#### [Exercise description]
Examine the records and identify each line that includes the string "document". Copy those lines.

#### [Given records]
━━━━
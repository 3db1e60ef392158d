//! Error types for slotquery
//!
//! Two concerns can fail: parsing a document into the DOM value tree, and
//! reading or writing a computed accessor property. Each gets its own error
//! enum, wrapped by a top-level `Error`.
//!
//! All errors use the `thiserror` crate for minimal boilerplate and
//! proper error trait implementations.

use thiserror::Error;

/// Result type alias for slotquery operations.
pub type Result<T> = std::result::Result<T, Error>;

/// Top-level error type for slotquery.
#[derive(Error, Debug)]
pub enum Error {
  /// HTML parsing error
  #[error("Parse error: {0}")]
  Parse(#[from] ParseError),

  /// Computed-property access error
  #[error("Accessor error: {0}")]
  Accessor(#[from] AccessorError),
}

/// Errors that occur while parsing HTML into the document tree.
#[derive(Error, Debug)]
pub enum ParseError {
  /// The input could not be parsed as HTML.
  #[error("Invalid HTML: {message}")]
  InvalidHtml { message: String },
}

/// Errors surfaced by the computed-property registry.
#[derive(Error, Debug, Clone, PartialEq, Eq)]
pub enum AccessorError {
  /// No descriptor has been installed under this key.
  #[error("property '{key}' is not defined")]
  UndefinedProperty { key: String },

  /// Accessor properties carry no setter; writes are always rejected.
  #[error("property '{key}' is read-only")]
  ReadOnlyProperty { key: String },
}
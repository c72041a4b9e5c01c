use axum::body::Body;
use axum::http::Request;
use tower::ServiceExt;

use super::*;

#[tokio::test]
async fn healthz_returns_ok() {
    let resp = host_routes()
        .oneshot(Request::builder().uri("/healthz").body(Body::empty()).unwrap())
        .await
        .unwrap();
    assert_eq!(resp.status(), StatusCode::OK);
}

#[tokio::test]
async fn unknown_path_is_not_found() {
    let resp = host_routes()
        .oneshot(Request::builder().uri("/api/unknown").body(Body::empty()).unwrap())
        .await
        .unwrap();
    assert_eq!(resp.status(), StatusCode::NOT_FOUND);
}

#[tokio::test]
async fn healthz_rejects_post() {
    let resp = host_routes()
        .oneshot(Request::builder().method("POST").uri("/healthz").body(Body::empty()).unwrap())
        .await
        .unwrap();
    assert_eq!(resp.status(), StatusCode::METHOD_NOT_ALLOWED);
}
━━━━
#### [Expected answer]
//! Two concerns can fail: parsing a document into the DOM value tree, and
/// Errors that occur while parsing HTML into the document tree.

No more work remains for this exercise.